An example from biotechnology is the way in which risk assessment
of plant GMOs in the EU originally omitted questions about biodiversity
altogether, and under the amended EU Directive now defines biodiversity
in ways which for example exclude questions about possible changes
in soil microbiota biodiversity brought about by GM crops. This issue
also relates quite closely to the uncertainty issue for the GMOs case.
Whatever specific intellectual form it takes, this kind of framing
is inevitable; but unlike accepted models of scientific practice,
it cannot be described as the formulation of explicit and falsifiable
hypothesis which are skeptically tested. The scientific research and
policy uses of it thus innocently reproduce those framing commitments
without deliberate consideration of their validity and implications.

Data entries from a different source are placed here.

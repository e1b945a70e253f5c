//! Language identifier helpers

use std::collections::HashSet;
use std::path::Path;
use std::sync::LazyLock;

/// ISO 639 primary language subtags recognised in catalog file names.
static LANGUAGE_CODES: LazyLock<HashSet<&'static str>> = LazyLock::new(|| {
    [
        "af", "ar", "az", "be", "bg", "bn", "bs", "ca", "cs", "cy", "da", "de", "el", "en", "eo",
        "es", "et", "eu", "fa", "fi", "fil", "fo", "fr", "ga", "gd", "gl", "gu", "he", "hi", "hr",
        "hu", "hy", "id", "is", "it", "ja", "ka", "kk", "km", "kn", "ko", "ky", "lo", "lt", "lv",
        "mk", "ml", "mn", "mr", "ms", "mt", "my", "nb", "ne", "nl", "nn", "no", "oc", "pa", "pl",
        "ps", "pt", "ro", "ru", "sk", "sl", "sq", "sr", "sv", "sw", "ta", "te", "th", "tl", "tr",
        "tt", "ug", "uk", "ur", "uz", "vi", "zh", "zu",
    ]
    .into_iter()
    .collect()
});

/// Normalize language code (lowercase and replace - with _)
#[must_use]
pub fn normalize_language_code(code: &str) -> String {
    code.to_lowercase().replace('-', "_")
}

/// Primary subtag of a language identifier, lowercased (`pt_BR` → `pt`).
#[must_use]
pub fn primary_subtag(code: &str) -> String {
    code.split(['_', '-', '.', '@']).next().unwrap_or(code).to_ascii_lowercase()
}

/// Detect language from a catalog file path heuristically.
///
/// The file stem is split into `.` separated parts and each part into `_`/`-` separated
/// tokens, searched backwards for a known language code optionally followed by a region or
/// script subtag. Only when the file name carries no code are the parent directories
/// consulted, and a directory counts only when its whole name is a code (`i18n/de/`).
///
/// # Examples
/// - `translations/qtcreator_pl.ts` → `pl`
/// - `translations/app_pt_BR.ts` → `pt_BR`
/// - `i18n/de/app.ts` → `de`
/// - `build-tr/app.ts` → `None`
///
/// # Returns
/// Detected language code, or `None` when nothing in the path looks like one.
#[must_use]
pub fn detect_language_from_path(file_path: &Path) -> Option<String> {
    let stem = file_path.file_stem().map(|stem| stem.to_string_lossy()).unwrap_or_default();
    if let Some(code) = stem.rsplit('.').find_map(language_suffix) {
        return Some(code);
    }

    file_path
        .parent()?
        .components()
        .rev()
        .find_map(|component| language_exact(&component.as_os_str().to_string_lossy()))
}

/// `part` as a whole is a language code, e.g. `de` or `pt_BR`.
fn language_exact(part: &str) -> Option<String> {
    match part.split(['_', '-']).collect::<Vec<_>>().as_slice() {
        [language] if is_language(language) => Some((*language).to_string()),
        [language, region] if is_language(language) && is_subtag(region) => {
            Some(format!("{language}_{region}"))
        }
        _ => None,
    }
}

/// Finds a language code at the end of `part`, e.g. `app_pt_BR` → `pt_BR`.
fn language_suffix(part: &str) -> Option<String> {
    let tokens: Vec<&str> = part.split(['_', '-']).collect();

    if let [.., language, region] = tokens.as_slice()
        && is_language(language)
        && is_subtag(region)
    {
        return Some(format!("{language}_{region}"));
    }
    tokens.last().filter(|token| is_language(token)).map(|token| (*token).to_string())
}

fn is_language(token: &str) -> bool {
    LANGUAGE_CODES.contains(token.to_ascii_lowercase().as_str())
}

/// Region (`BR`, `419`) or script (`Latn`) subtag.
fn is_subtag(token: &str) -> bool {
    match token.len() {
        2 => token.chars().all(|c| c.is_ascii_alphabetic()),
        3 => token.chars().all(|c| c.is_ascii_digit()),
        4 => token.chars().all(|c| c.is_ascii_alphabetic()),
        _ => false,
    }
}
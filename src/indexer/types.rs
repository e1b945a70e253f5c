//! Indexer type definitions.

use std::collections::BTreeMap;
use std::path::PathBuf;
use std::sync::Arc;

use thiserror::Error;

use crate::catalog::language::{
    normalize_language_code,
    primary_subtag,
};
use crate::catalog::{
    CatalogStore,
    LoadError,
};

/// Key used for catalogs whose language could not be determined.
pub const UNDETERMINED_LANGUAGE: &str = "und";

#[derive(Error, Debug)]
pub enum IndexerError {
    /// Error when the catalog root is not a directory
    #[error("Not a directory: {}", .0.display())]
    InvalidPath(PathBuf),
    /// Error when a configured glob pattern cannot be compiled
    #[error("Invalid pattern '{pattern}': {source}")]
    Pattern {
        pattern: String,
        #[source]
        source: globset::Error,
    },
    /// Error when a loading task panicked or was cancelled
    #[error("Catalog loading task failed: {0}")]
    Task(#[from] tokio::task::JoinError),
}

/// A catalog file that could not be loaded.
#[derive(Debug)]
pub struct CatalogFailure {
    pub path: PathBuf,
    pub error: LoadError,
}

/// Catalogs of several languages, keyed by normalized language code (`pt_br`).
#[derive(Debug, Default)]
pub struct CatalogSet {
    /// Language → catalog
    stores: BTreeMap<String, Arc<CatalogStore>>,
    /// Files that failed to load
    failures: Vec<CatalogFailure>,
}

impl CatalogSet {
    #[must_use]
    pub fn new() -> Self {
        Self::default()
    }

    /// Adds `store` under its declared language, replacing any catalog of the same language.
    pub fn insert(&mut self, store: impl Into<Arc<CatalogStore>>) {
        let store = store.into();
        let language = store.language().map_or_else(
            || UNDETERMINED_LANGUAGE.to_string(),
            normalize_language_code,
        );
        self.stores.insert(language, store);
    }

    pub(crate) fn push_failure(&mut self, failure: CatalogFailure) {
        self.failures.push(failure);
    }

    /// Catalog for `language`.
    ///
    /// Falls back from a regional variant to its primary language (`pl_PL` → `pl`) and from a
    /// primary language to the first regional variant (`pt` → `pt_br`).
    #[must_use]
    pub fn get(&self, language: &str) -> Option<Arc<CatalogStore>> {
        let normalized = normalize_language_code(language);
        if let Some(store) = self.stores.get(&normalized) {
            return Some(Arc::clone(store));
        }

        let primary = primary_subtag(&normalized);
        self.stores
            .get(&primary)
            .or_else(|| {
                self.stores
                    .iter()
                    .find(|(code, _)| primary_subtag(code) == primary)
                    .map(|(_, store)| store)
            })
            .map(Arc::clone)
    }

    /// The catalog for `language` if given and present, otherwise the first catalog in
    /// language order.
    #[must_use]
    pub fn preferred(&self, language: Option<&str>) -> Option<Arc<CatalogStore>> {
        language
            .and_then(|language| self.get(language))
            .or_else(|| self.stores.values().next().map(Arc::clone))
    }

    /// Normalized language codes in sorted order.
    pub fn languages(&self) -> impl Iterator<Item = &str> {
        self.stores.keys().map(String::as_str)
    }

    pub fn iter(&self) -> impl Iterator<Item = (&str, &Arc<CatalogStore>)> {
        self.stores.iter().map(|(language, store)| (language.as_str(), store))
    }

    #[must_use]
    pub fn failures(&self) -> &[CatalogFailure] {
        &self.failures
    }

    #[must_use]
    pub fn len(&self) -> usize {
        self.stores.len()
    }

    #[must_use]
    pub fn is_empty(&self) -> bool {
        self.stores.is_empty()
    }
}
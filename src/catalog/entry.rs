//! Catalog entry definitions

use serde::Serialize;

use crate::types::SourcePosition;

/// Lifecycle state of a message, taken from the `type` attribute of `<translation>`.
#[derive(Debug, Clone, Copy, PartialEq, Eq, Hash, Serialize)]
#[serde(rename_all = "camelCase")]
pub enum Status {
    Finished,
    Unfinished,
    Obsolete,
    Vanished,
}

impl Status {
    /// Maps a `type` attribute value to a status.
    ///
    /// A missing attribute means the translation is finished. Unknown values are treated as
    /// unfinished so they are never displayed.
    #[must_use]
    pub fn from_type_attribute(value: Option<&str>) -> Self {
        match value {
            None | Some("") => Self::Finished,
            Some("unfinished") => Self::Unfinished,
            Some("obsolete") => Self::Obsolete,
            Some("vanished") => Self::Vanished,
            Some(other) => {
                tracing::warn!(value = other, "Unknown translation type, treating as unfinished");
                Self::Unfinished
            }
        }
    }

    /// Whether entries with this status take part in lookups.
    #[must_use]
    pub const fn is_active(self) -> bool {
        matches!(self, Self::Finished | Self::Unfinished)
    }
}

/// Translated text of a message.
#[derive(Debug, Clone, PartialEq, Eq, Serialize)]
#[serde(rename_all = "camelCase")]
pub enum Translations {
    /// Plain message.
    Single(String),
    /// Numerus message: one form per plural category of the target language, never empty.
    Plural(Vec<String>),
}

impl Translations {
    /// An empty translation of the given shape.
    #[must_use]
    pub fn empty(numerus: bool) -> Self {
        if numerus { Self::Plural(vec![String::new()]) } else { Self::Single(String::new()) }
    }

    #[must_use]
    pub const fn is_plural(&self) -> bool {
        matches!(self, Self::Plural(_))
    }

    /// Returns true if no form carries any text.
    #[must_use]
    pub fn is_empty(&self) -> bool {
        match self {
            Self::Single(text) => text.is_empty(),
            Self::Plural(forms) => forms.iter().all(String::is_empty),
        }
    }

    /// All forms in order (a single translation yields one form).
    pub fn forms(&self) -> impl Iterator<Item = &str> {
        let forms: &[String] = match self {
            Self::Single(text) => std::slice::from_ref(text),
            Self::Plural(forms) => forms,
        };
        forms.iter().map(String::as_str)
    }
}

/// A `<location>` reference to the code that uses the message.
#[derive(Debug, Clone, PartialEq, Eq, Serialize)]
pub struct Location {
    pub filename: Option<String>,
    /// Absolute (`"42"`) or relative (`"+3"`) line as written in the catalog.
    pub line: Option<String>,
}

/// One `<message>` of a catalog.
#[derive(Debug, Clone, PartialEq, Eq, Serialize)]
#[serde(rename_all = "camelCase")]
pub struct CatalogEntry {
    pub context: String,
    pub source: String,
    /// The `<comment>` element; `None` when absent or empty.
    pub disambiguation: Option<String>,
    pub translations: Translations,
    pub status: Status,
    /// Developer guidance for translators (`<extracomment>`).
    pub extracomment: Option<String>,
    pub translator_comment: Option<String>,
    pub id: Option<String>,
    pub locations: Vec<Location>,
    /// Where the `<message>` element starts in the catalog document.
    pub position: SourcePosition,
}

impl CatalogEntry {
    /// Creates a finished, non-plural entry.
    #[must_use]
    pub fn new(
        context: impl Into<String>,
        source: impl Into<String>,
        translation: impl Into<String>,
    ) -> Self {
        Self {
            context: context.into(),
            source: source.into(),
            disambiguation: None,
            translations: Translations::Single(translation.into()),
            status: Status::Finished,
            extracomment: None,
            translator_comment: None,
            id: None,
            locations: Vec::new(),
            position: SourcePosition::START,
        }
    }

    #[must_use]
    pub fn with_disambiguation(mut self, disambiguation: impl Into<String>) -> Self {
        self.disambiguation = normalize_disambiguation(Some(disambiguation.into()));
        self
    }

    #[must_use]
    pub fn with_plural_forms(mut self, forms: Vec<String>) -> Self {
        self.translations =
            if forms.is_empty() { Translations::empty(true) } else { Translations::Plural(forms) };
        self
    }

    #[must_use]
    pub const fn with_status(mut self, status: Status) -> Self {
        self.status = status;
        self
    }

    #[must_use]
    pub fn key(&self) -> KeyRef<'_> {
        KeyRef {
            context: &self.context,
            source: &self.source,
            disambiguation: self.disambiguation.as_deref(),
        }
    }
}

/// Borrowed composite lookup key.
#[derive(Debug, Clone, Copy, PartialEq, Eq, Hash)]
pub struct KeyRef<'a> {
    pub context: &'a str,
    pub source: &'a str,
    pub disambiguation: Option<&'a str>,
}

impl<'a> KeyRef<'a> {
    /// Builds a key, treating an empty disambiguation as none.
    #[must_use]
    pub fn new(context: &'a str, source: &'a str, disambiguation: Option<&'a str>) -> Self {
        Self { context, source, disambiguation: disambiguation.filter(|d| !d.is_empty()) }
    }
}

impl std::fmt::Display for KeyRef<'_> {
    fn fmt(&self, f: &mut std::fmt::Formatter<'_>) -> std::fmt::Result {
        match self.disambiguation {
            Some(comment) => write!(f, "{}::{} ({comment})", self.context, self.source),
            None => write!(f, "{}::{}", self.context, self.source),
        }
    }
}

/// Empty comments carry no meaning, so they do not distinguish keys.
pub(crate) fn normalize_disambiguation(value: Option<String>) -> Option<String> {
    value.filter(|v| !v.is_empty())
}
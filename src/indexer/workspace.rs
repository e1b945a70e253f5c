//! Loads every catalog below a directory.
use std::collections::BTreeMap;
use std::path::{
    Path,
    PathBuf,
};

use futures::stream::{
    self,
    StreamExt,
};
use globset::{
    Glob,
    GlobSet,
    GlobSetBuilder,
};
use ignore::WalkBuilder;

use crate::catalog::language::normalize_language_code;
use crate::catalog::{
    CatalogStore,
    DuplicatePolicy,
};
use crate::config::ConfigManager;
use crate::indexer::types::{
    CatalogFailure,
    CatalogSet,
    IndexerError,
    UNDETERMINED_LANGUAGE,
};

/// Discovers and loads catalog files.
#[derive(Clone, Copy, Debug, Default)]
pub struct CatalogIndexer;

impl CatalogIndexer {
    /// 新しいインデクサーを作成
    #[must_use]
    pub const fn new() -> Self {
        Self
    }

    /// ディレクトリ内のカタログをすべて読み込む
    ///
    /// Files are loaded concurrently on the blocking pool. Catalogs of the same language are
    /// merged in path order; a file that fails to load is recorded in
    /// [`CatalogSet::failures`] and does not affect the others.
    ///
    /// # Errors
    /// - `root` is not a directory
    /// - Invalid glob pattern
    /// - A loading task panicked
    pub async fn index_directory(
        &self,
        root: &Path,
        config_manager: &ConfigManager,
    ) -> Result<CatalogSet, IndexerError> {
        tracing::debug!(root = %root.display(), "Indexing catalogs");
        if !root.is_dir() {
            return Err(IndexerError::InvalidPath(root.to_path_buf()));
        }

        let settings = config_manager.get_settings();
        let include_set = build_glob_set(std::slice::from_ref(&settings.catalog_pattern))?;
        let exclude_set = build_glob_set(&settings.exclude_patterns)?;

        let walk_root = root.to_path_buf();
        let mut files = tokio::task::spawn_blocking(move || {
            find_catalog_files(&walk_root, &include_set, &exclude_set)
        })
        .await?;
        files.sort();
        tracing::debug!(count = files.len(), "Found catalog files");

        let options = config_manager.load_options();
        let policy = options.duplicate_policy;
        let num_threads = settings.loading.effective_num_threads();

        // 並列処理でファイルを読み込み（結果はパス順）
        let results: Vec<_> = stream::iter(files)
            .map(|path| {
                let options = options.clone();
                tokio::task::spawn_blocking(move || {
                    let result = CatalogStore::load_path(&path, &options);
                    (path, result)
                })
            })
            .buffered(num_threads)
            .collect()
            .await;

        let mut set = CatalogSet::new();
        let mut by_language: BTreeMap<String, CatalogStore> = BTreeMap::new();
        for joined in results {
            let (path, result) = joined?;
            match result {
                Ok(store) => merge_into(&mut by_language, store, policy),
                Err(error) => {
                    tracing::warn!("Failed to load catalog {:?}: {}", path, error);
                    set.push_failure(CatalogFailure { path, error });
                }
            }
        }
        for store in by_language.into_values() {
            set.insert(store);
        }

        tracing::debug!(
            languages = set.len(),
            failures = set.failures().len(),
            "Indexing finished"
        );
        Ok(set)
    }
}

/// Adds `store` to the catalog of its language, merging when one already exists.
fn merge_into(
    by_language: &mut BTreeMap<String, CatalogStore>,
    store: CatalogStore,
    policy: DuplicatePolicy,
) {
    let language = store
        .language()
        .map_or_else(|| UNDETERMINED_LANGUAGE.to_string(), normalize_language_code);
    let merged = match by_language.remove(&language) {
        Some(existing) => {
            tracing::debug!(language, "Merging catalogs of the same language");
            existing.merge(store, policy)
        }
        None => store,
    };
    by_language.insert(language, merged);
}

fn build_glob_set(patterns: &[String]) -> Result<GlobSet, IndexerError> {
    let mut builder = GlobSetBuilder::new();
    for pattern in patterns {
        let glob = Glob::new(pattern)
            .map_err(|source| IndexerError::Pattern { pattern: pattern.clone(), source })?;
        builder.add(glob);
    }
    builder
        .build()
        .map_err(|source| IndexerError::Pattern { pattern: patterns.join(", "), source })
}

/// カタログファイルを検索
fn find_catalog_files(root: &Path, include_set: &GlobSet, exclude_set: &GlobSet) -> Vec<PathBuf> {
    let mut found_files = Vec::new();

    // ignore クレートでファイルを走査
    for result in WalkBuilder::new(root)
        .hidden(false)
        .git_ignore(true)
        .git_global(true)
        .git_exclude(true)
        .follow_links(false)
        .build()
    {
        let entry = match result {
            Ok(entry) => entry,
            Err(err) => {
                tracing::debug!(?err, "Failed to read directory entry");
                continue;
            }
        };

        // ファイルのみを対象
        if !entry.file_type().is_some_and(|ft| ft.is_file()) {
            continue;
        }

        let path = entry.path();

        // ルートからの相対パスを取得
        let Ok(relative_path) = path.strip_prefix(root) else {
            continue;
        };
        if !include_set.is_match(relative_path) || exclude_set.is_match(relative_path) {
            continue;
        }

        found_files.push(path.to_path_buf());
    }

    found_files
}
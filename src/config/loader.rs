//! 設定ファイルの読み込み関数

use std::path::Path;

use super::{
    CONFIG_FILE_NAME,
    CatalogSettings,
    ConfigError,
};

/// カタログのルートディレクトリから設定を読み込む
///
/// `.ts-catalog.json` ファイルを探して読み込む
///
/// # Arguments
/// * `catalog_root` - カタログのルートパス
///
/// # Returns
/// - `Ok(Some(settings))`: 設定ファイルが見つかり、読み込みに成功
/// - `Ok(None)`: 設定ファイルが見つからない
/// - `Err(ConfigError)`: ファイル読み込みまたはパースエラー
///
/// # Errors
/// - ファイル読み込みエラー
/// - JSON パースエラー
pub(super) fn load_from_root(catalog_root: &Path) -> Result<Option<CatalogSettings>, ConfigError> {
    let config_path = catalog_root.join(CONFIG_FILE_NAME);

    if !config_path.exists() {
        tracing::debug!("Configuration file not found: {:?}", config_path);
        return Ok(None);
    }

    tracing::debug!("Loading configuration from: {:?}", config_path);

    let content = std::fs::read_to_string(&config_path)?;
    let settings: CatalogSettings = serde_json::from_str(&content)?;

    Ok(Some(settings))
}

#[cfg(test)]
#[allow(clippy::unwrap_used, clippy::indexing_slicing)]
mod tests {
    use std::fs;

    use rstest::rstest;
    use tempfile::TempDir;

    use super::*;
    use crate::catalog::DuplicatePolicy;

    /// `load_from_root`: 設定ファイルが存在する場合
    #[rstest]
    fn test_load_from_root_with_valid_config() {
        let temp_dir = TempDir::new().unwrap();
        let config_content = r#"{"duplicatePolicy": "firstWins"}"#;
        fs::write(temp_dir.path().join(CONFIG_FILE_NAME), config_content).unwrap();

        let result = load_from_root(temp_dir.path());

        assert!(result.is_ok());
        let settings = result.unwrap();
        assert!(settings.is_some());
        assert_eq!(settings.unwrap().duplicate_policy, DuplicatePolicy::FirstWins);
    }

    /// `load_from_root`: 設定ファイルが存在しない場合
    #[rstest]
    fn test_load_from_root_no_config_file() {
        let temp_dir = TempDir::new().unwrap();

        let result = load_from_root(temp_dir.path());

        assert!(result.is_ok());
        assert!(result.unwrap().is_none());
    }

    /// `load_from_root`: JSON パースエラー
    #[rstest]
    #[case::not_json("invalid json")]
    #[case::unknown_policy(r#"{"duplicatePolicy": "random"}"#)]
    fn test_load_from_root_invalid_json(#[case] content: &str) {
        let temp_dir = TempDir::new().unwrap();
        fs::write(temp_dir.path().join(CONFIG_FILE_NAME), content).unwrap();

        let result = load_from_root(temp_dir.path());

        assert!(matches!(result, Err(ConfigError::ParseError(_))));
    }
}
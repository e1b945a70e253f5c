//! Loading and indexing of `.ts` message catalogs.

/// Catalog entry types
mod entry;
/// Load errors
mod error;
/// Language identifier helpers
pub mod language;
/// `.ts` document parser
mod parser;
/// Indexed catalog store
mod store;

pub use entry::{
    CatalogEntry,
    KeyRef,
    Location,
    Status,
    Translations,
};
pub use error::LoadError;
pub use parser::CatalogHeader;
pub use store::{
    CatalogStats,
    CatalogStore,
    DuplicateKey,
    DuplicatePolicy,
    LoadOptions,
};
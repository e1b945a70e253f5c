//! テスト用ユーティリティ関数
//!
//! 複数のテストモジュールで使用される共通のヘルパー関数を提供します。
#![cfg(test)]
#![allow(clippy::unwrap_used)]

use crate::catalog::CatalogStore;

/// テスト用のカタログ文書を作成する
///
/// # Arguments
/// * `language` - `language` 属性の値（例: "pl", "pt_BR"）
/// * `body` - `<TS>` 要素の中身
///
/// # Returns
/// `<message>` は 6 行目から始まる完全な .ts 文書
pub(crate) fn ts_document(language: &str, body: &str) -> String {
    format!(
        "<?xml version=\"1.0\" encoding=\"utf-8\"?>\n<!DOCTYPE TS>\n<TS version=\"2.1\" language=\"{language}\" sourcelanguage=\"en\">{body}\n</TS>\n"
    )
}

/// 1 件のメッセージだけを持つ `<context>` を作成する
///
/// `comment` が空の場合は `<comment>` 要素を出力しない
pub(crate) fn message(context: &str, source: &str, translation: &str, comment: &str) -> String {
    let comment =
        if comment.is_empty() { String::new() } else { format!("<comment>{comment}</comment>") };
    format!(
        "\n<context><name>{context}</name><message><source>{source}</source>{comment}<translation>{translation}</translation></message></context>"
    )
}

/// 1 件の複数形メッセージだけを持つ `<context>` を作成する
pub(crate) fn numerus_message(context: &str, source: &str, forms: &[&str]) -> String {
    let forms: String =
        forms.iter().map(|form| format!("<numerusform>{form}</numerusform>")).collect();
    format!(
        "\n<context><name>{context}</name><message numerus=\"yes\"><source>{source}</source><translation>{forms}</translation></message></context>"
    )
}

/// テスト用の CatalogStore を作成する
///
/// # Panics
/// 文書が不正な場合
pub(crate) fn create_store(language: &str, body: &str) -> CatalogStore {
    CatalogStore::from_bytes(ts_document(language, body).as_bytes()).unwrap()
}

The same is true of assumptions which environmental risk assessment
has to make about farm crop-management practices. This presentation
will review these problems with the role of scientific knowledge as
policy authority for plant GMOs, and will explain a key distinction
between science as a crucial instrument of policy, and science as
the entrenched culture of policy. It will then discuss some possible
ways of addressing these issues as they impinge on public confidence
in science and innovation.
Biography Brian Wynne is Professor of Science Studies and Research Director
of the Centre for the Study of Environmental Change at Lancaster University.
He has a first-class degree and PhD in materials science from Cambridge
University, and a M.Phil in sociology of science from Edinburgh University.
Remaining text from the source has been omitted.